Yemen war rivals say prisoner swap deal clinched

Yemen war rivals say prisoner swap deal clinched
A major prisoner swap between Houthi rebels and the Yemeni government has been agreed.
2 min read
10 December, 2018
Houthi delegates at the talks last week (AFP)

A mass prisoner swap between Yemeni rebels and the government, a key issue at UN-brokered peace talks in Sweden, has been finalised, both sides said Monday.

Brokered by UN special envoy Martin Griffiths earlier this month, it is one of the main points at talks between the government and Houthi rebels in Sweden this week. 

Griffiths told reporters Monday the prisoner swap was well underway, adding that he hoped it "will be very very considerable in terms of the numbers that we hope to get released within a few weeks".

Haid Haig, head of the governmental delegation tasked with the swap, told AFP the deal would be fully implemented by the end of January. 

"We agreed ... the deal would be complete within 48 days," Haig said. Asked when he expected the exchange to be complete, he replied: "In theory, in January."

Haig said the list of names should be "mutually handed over by end of day today."

An advisor to the Houthi rebels in Sweden confirmed the list of names would be completed by Monday. 

"There might be an announcement of dates," he told AFP on condition of anonymity. 

Nearly four years into a war that has pushed 14 million Yemenis to the brink of mass starvation, the Saudi-backed government of Abedrabbo Mansour Hadi and Houthi rebels, linked to Riyadh's arch-rival Iran, began talks Thursday in the rural town of Rimbo, Sweden. 

UN officials expect the talks will last a week.

The prisoner exchange was the only issue the rival delegations were confirmed to have met on face-to-face. 

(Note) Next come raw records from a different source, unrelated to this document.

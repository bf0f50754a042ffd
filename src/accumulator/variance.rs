use ndarray::ArrayD;
use serde::{Deserialize, Serialize};

use crate::statistics::{RunningMoments, VarianceMode};

/// Per-element Welford moments
#[derive(Clone, Debug, PartialEq, Serialize, Deserialize)]
pub(crate) struct MomentsState {
    cells: Vec<RunningMoments>,
    mode: VarianceMode,
    /// Emit the square root of the variance
    std: bool,
}

impl MomentsState {
    pub fn new(mode: VarianceMode, std: bool) -> Self {
        Self {
            cells: Vec::new(),
            mode,
            std,
        }
    }

    pub fn init(&mut self, len: usize) {
        self.cells = vec![RunningMoments::new(); len];
    }

    pub fn update(&mut self, values: &ArrayD<f64>) {
        for (cell, &v) in self.cells.iter_mut().zip(values.iter()) {
            cell.add(v);
        }
    }

    pub fn finalize(&self) -> Vec<f64> {
        self.cells
            .iter()
            .map(|cell| {
                if self.std {
                    cell.stddev(self.mode)
                } else {
                    cell.variance(self.mode)
                }
            })
            .collect()
    }
}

Among the issues under discussion are potential humanitarian corridors, the reopening of the defunct Sanaa international airport, and Hodeida, the rebel-held city at the heart of an ongoing government offensive.

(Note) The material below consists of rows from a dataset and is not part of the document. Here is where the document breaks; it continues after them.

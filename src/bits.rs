//! Bit-exact float encoding for persisted state
//!
//! Checkpoints must restore accumulators that continue exactly as if they
//! had never stopped, and accumulator state routinely contains NaN markers
//! that JSON cannot represent. Every persisted `f64` is therefore written as
//! its IEEE-754 bit pattern.

use ndarray::{ArrayD, IxDyn};
use serde::{Deserialize, Deserializer, Serialize, Serializer};

/// A single `f64`, stored as `u64` bits.
pub(crate) mod float {
    use super::*;

    pub fn serialize<S: Serializer>(value: &f64, serializer: S) -> Result<S::Ok, S::Error> {
        serializer.serialize_u64(value.to_bits())
    }

    pub fn deserialize<'de, D: Deserializer<'de>>(deserializer: D) -> Result<f64, D::Error> {
        u64::deserialize(deserializer).map(f64::from_bits)
    }
}

/// A `Vec<f64>`, stored as a sequence of `u64` bits.
pub(crate) mod f64_vec {
    use super::*;

    pub fn serialize<S: Serializer>(values: &[f64], serializer: S) -> Result<S::Ok, S::Error> {
        serializer.collect_seq(values.iter().map(|v| v.to_bits()))
    }

    pub fn deserialize<'de, D: Deserializer<'de>>(deserializer: D) -> Result<Vec<f64>, D::Error> {
        let bits = Vec::<u64>::deserialize(deserializer)?;
        Ok(bits.into_iter().map(f64::from_bits).collect())
    }
}

#[derive(Serialize, Deserialize)]
struct EncodedArray {
    shape: Vec<usize>,
    #[serde(with = "f64_vec")]
    data: Vec<f64>,
}

/// An `ArrayD<f64>`, stored as its shape plus logical-order bits.
pub(crate) mod array {
    use super::*;

    pub fn serialize<S: Serializer>(array: &ArrayD<f64>, serializer: S) -> Result<S::Ok, S::Error> {
        EncodedArray {
            shape: array.shape().to_vec(),
            data: array.iter().copied().collect(),
        }
        .serialize(serializer)
    }

    pub fn deserialize<'de, D: Deserializer<'de>>(deserializer: D) -> Result<ArrayD<f64>, D::Error> {
        let encoded = EncodedArray::deserialize(deserializer)?;
        ArrayD::from_shape_vec(IxDyn(&encoded.shape), encoded.data)
            .map_err(serde::de::Error::custom)
    }
}

#[cfg(test)]
mod tests {
    use super::*;

    #[derive(Serialize, Deserialize, Debug)]
    struct Persisted {
        #[serde(with = "float")]
        scalar: f64,
        #[serde(with = "f64_vec")]
        values: Vec<f64>,
        #[serde(with = "array")]
        field: ArrayD<f64>,
    }

    #[test]
    fn test_non_finite_values_survive_json() {
        let persisted = Persisted {
            scalar: f64::NAN,
            values: vec![f64::INFINITY, f64::NEG_INFINITY, -0.0, 0.1 + 0.2],
            field: ArrayD::from_shape_vec(IxDyn(&[2, 1]), vec![f64::NAN, 1e-310]).unwrap(),
        };
        let json = serde_json::to_string(&persisted).unwrap();
        let back: Persisted = serde_json::from_str(&json).unwrap();

        assert!(back.scalar.is_nan());
        let bits: Vec<u64> = back.values.iter().map(|v| v.to_bits()).collect();
        let expected: Vec<u64> = persisted.values.iter().map(|v| v.to_bits()).collect();
        assert_eq!(bits, expected);
        assert_eq!(back.field.shape(), &[2, 1]);
        assert!(back.field[[0, 0]].is_nan());
        assert_eq!(back.field[[1, 0]].to_bits(), 1e-310f64.to_bits());
    }

    #[test]
    fn test_bad_shape_is_rejected() {
        let json = r#"{"scalar":0,"values":[],"field":{"shape":[3],"data":[0]}}"#;
        assert!(serde_json::from_str::<Persisted>(json).is_err());
    }
}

The prisoner swap has been met with the least amount of contention and the International Committee of the Red Cross will oversee the exchange.

Between 1,500 and 2,000 members of pro-government forces and between 1,000 and 1,500 rebels would be released, according to Haig. 

On the government side, they include former defence minister Mahmoud al-Subaihi, who has been held by the rebels ever since they overran the capital in late 2014, and President Abedrabbo Mansour Hadi's brother Nasser, a general and former senior intelligence official.